# Out with the Pink and In with the White !



## Dragonsys (May 27, 2013)

I like the white much better


----------



## SlyCruze (Sep 20, 2013)

I Agree, now that i changed i'm wondering what was going through my head last summer ! LOL


----------



## LizzieCruze (Feb 17, 2014)

Awesome! I like the red brake matching the red tail lights.


----------



## trevor_geiger (Nov 29, 2012)

Looks awesome! I like the white a lot better!


----------



## 99_XC600 (Feb 24, 2013)

White look much better. I would paint the rear drums black. There's no sense in bringing attention to the fact that you have drums in the back.


----------



## Daryl (Nov 10, 2013)

Nice!
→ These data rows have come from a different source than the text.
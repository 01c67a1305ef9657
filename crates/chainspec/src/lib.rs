//! Chain configuration and deterministic hard-fork revision selection.
//!
//! A [`ChainConfig`] maps `(block_number, block_time)` to the [`Revision`]
//! that gates every validation rule, and the process-wide registry exposes
//! the configurations of the known networks.

mod chains;
mod config;
mod genesis;
mod revision;

pub use chains::{
    known_chain_by_id, known_chain_by_name, known_chains, GOERLI_CONFIG, GOERLI_GENESIS_HASH,
    MAINNET_CONFIG, MAINNET_GENESIS_HASH, RINKEBY_CONFIG, RINKEBY_GENESIS_HASH, SEPOLIA_CONFIG,
    SEPOLIA_GENESIS_HASH,
};
pub use config::{ChainConfig, SealEngineType};
pub use genesis::{genesis_spec_for_chain, GenesisAccount, GenesisSpec, INITIAL_BASE_FEE};
pub use revision::Revision;
//! Derives the changed-prefix sets that drive incremental trie updates
//! from the change sets accumulated during execution.

use crate::{unpack_nibbles, PrefixSet, TrieError};
use alloy_primitives::{keccak256, Address, B256};
use corten_primitives::Account;
use corten_storage::{
    AccountChangeSet, HashedStoragePrefix, RawKey, RawValue, StateProvider, StorageChangeKey,
    StorageChangeSet, TrieOfStorage, ADDRESS_LENGTH, HASH_LENGTH,
};
use lru::LruCache;
use reth_db_api::{
    cursor::{DbCursorRO, DbCursorRW},
    table::Encode,
    transaction::{DbTx, DbTxMut},
};
use std::collections::{BTreeMap, BTreeSet};
use std::num::NonZeroUsize;
use tracing::trace;

/// Per-`(hashed address ‖ incarnation)` sets of changed storage-location
/// nibble paths.
pub type StoragePrefixSets = BTreeMap<Vec<u8>, PrefixSet>;

const PLAIN_ACCOUNT_CACHE: usize = 100_000;

/// Hashed-address cache shared between the account and storage gathering
/// passes, so addresses touched by both are hashed once.
pub type HashedAddresses = BTreeMap<Address, B256>;

fn hashed_address(cache: &mut HashedAddresses, address: Address) -> B256 {
    *cache.entry(address).or_insert_with(|| keccak256(address))
}

/// Walks `AccountChangeSet` over `(min(from, to), max(from, to)]` and
/// returns the prefix set of changed hashed accounts.
///
/// Self-destructs and incarnation bumps are detected by comparing each
/// entry's prior account against the current `PlainState` record (which,
/// on unwind, has not itself been unwound yet); the storage-trie subtrees
/// of destroyed incarnations are deleted here, before the loader runs.
pub fn gather_account_changes<TX: DbTx + DbTxMut>(
    tx: &TX,
    from: u64,
    to: u64,
    hashed: &mut HashedAddresses,
) -> Result<PrefixSet, TrieError> {
    let forward = to > from;
    let first_block = from.min(to) + 1;
    let last_block = from.max(to);

    let state = StateProvider::new(tx);
    let mut plain_cache: LruCache<Address, Option<Account>> =
        LruCache::new(NonZeroUsize::new(PLAIN_ACCOUNT_CACHE).expect("nonzero cache size"));
    let mut deleted_prefixes: BTreeSet<Vec<u8>> = BTreeSet::new();
    let mut changed = PrefixSet::new();

    let mut cursor = tx.cursor_read::<AccountChangeSet>()?;
    let mut entry = cursor.seek(first_block)?;
    while let Some((block_number, RawValue(row))) = entry {
        if block_number > last_block {
            break;
        }
        if row.len() < ADDRESS_LENGTH {
            return Err(TrieError::Storage(corten_storage::StorageError::EntryNotFound(
                "malformed account change record",
            )));
        }
        let address = Address::from_slice(&row[..ADDRESS_LENGTH]);
        let prior = &row[ADDRESS_LENGTH..];

        let plain_account = match plain_cache.get(&address).copied() {
            Some(cached) => cached,
            None => {
                let loaded = state.read_account(address)?;
                plain_cache.put(address, loaded);
                loaded
            }
        };

        let mut account_created = false;
        if forward {
            // no prior value means the block created the account; a prior
            // incarnation that differs from the live record means the
            // contract self-destructed (and possibly re-created) in the
            // segment, so its old storage subtree must go
            if prior.is_empty() {
                account_created = true;
            } else {
                let prior_account = Account::from_encoded_storage(prior)?;
                if prior_account.incarnation > 0
                    && plain_account.is_none_or(|a| a.incarnation != prior_account.incarnation)
                {
                    deleted_prefixes.insert(
                        storage_trie_prefix(
                            hashed_address(hashed, address),
                            prior_account.incarnation,
                        ),
                    );
                }
            }
        } else {
            // unwinding: the plain state still reflects the higher block,
            // so absence there means the segment created the account
            match plain_account {
                None => account_created = true,
                Some(live) if live.incarnation > 0 => {
                    if prior.is_empty() {
                        deleted_prefixes.insert(storage_trie_prefix(
                            hashed_address(hashed, address),
                            live.incarnation,
                        ));
                    } else {
                        let prior_account = Account::from_encoded_storage(prior)?;
                        if prior_account.incarnation > live.incarnation {
                            deleted_prefixes.insert(storage_trie_prefix(
                                hashed_address(hashed, address),
                                live.incarnation,
                            ));
                        }
                    }
                }
                Some(_) => {}
            }
        }

        changed.insert(
            unpack_nibbles(hashed_address(hashed, address).as_slice()),
            account_created,
        );
        entry = cursor.next()?;
    }

    if !deleted_prefixes.is_empty() {
        trace!(
            target: "interhashes",
            prefixes = deleted_prefixes.len(),
            "purging storage-trie subtrees of destroyed incarnations"
        );
        let mut trie_cursor = tx.cursor_write::<TrieOfStorage>()?;
        for prefix in &deleted_prefixes {
            let mut node = trie_cursor.seek(RawKey(prefix.clone()))?;
            while let Some((key, _)) = node {
                if !key.0.starts_with(prefix) {
                    break;
                }
                trie_cursor.delete_current()?;
                node = trie_cursor.next()?;
            }
        }
    }

    Ok(changed)
}

/// Walks `StorageChangeSet` over `(min(from, to), max(from, to)]` and
/// returns, per `(hashed address ‖ incarnation)` prefix, the set of
/// changed hashed-location nibble paths.
pub fn gather_storage_changes<TX: DbTx>(
    tx: &TX,
    from: u64,
    to: u64,
    hashed: &mut HashedAddresses,
) -> Result<StoragePrefixSets, TrieError> {
    let first_block = from.min(to) + 1;
    let last_block = from.max(to);

    let mut sets = StoragePrefixSets::new();
    let mut cursor = tx.cursor_read::<StorageChangeSet>()?;
    let start = StorageChangeKey {
        block_number: first_block,
        address: Address::ZERO,
        incarnation: 0,
    };
    let mut entry = cursor.seek(start)?;
    while let Some((key, RawValue(row))) = entry {
        if key.block_number > last_block {
            break;
        }
        if row.len() < HASH_LENGTH {
            return Err(TrieError::Storage(corten_storage::StorageError::EntryNotFound(
                "malformed storage change record",
            )));
        }
        let location = B256::from_slice(&row[..HASH_LENGTH]);
        let created = row.len() == HASH_LENGTH;

        let prefix =
            storage_trie_prefix(hashed_address(hashed, key.address), key.incarnation);
        sets.entry(prefix)
            .or_default()
            .insert(unpack_nibbles(keccak256(location).as_slice()), created);

        entry = cursor.next()?;
    }
    Ok(sets)
}

/// The 40-byte `hashed address ‖ incarnation` prefix of the storage trie
/// and hashed-storage tables.
pub fn storage_trie_prefix(hashed_address: B256, incarnation: u64) -> Vec<u8> {
    Encode::encode(HashedStoragePrefix::new(hashed_address, incarnation)).to_vec()
}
Where'd you find that spoiler?

Sent from my Droid Ultra


----------



## SlyCruze (Sep 20, 2013)

Spoiler is the JSP spoiler. it is sold on Ebay. the vendor i purchased it from at the time offered to paint it, at an extra cost, but it was worth it !


----------



## marden64 (Dec 1, 2013)

The white looks a lot better imo


----------



## APCruze (Mar 7, 2013)

Although Im a fan of the pink (since my wife's car is covered in it) the white looks a lot better on your car.


----------



## MassCruzeLTZ (Mar 30, 2014)

Coming from a Summit white owner.... I definitely like the white!! Nice look!


----------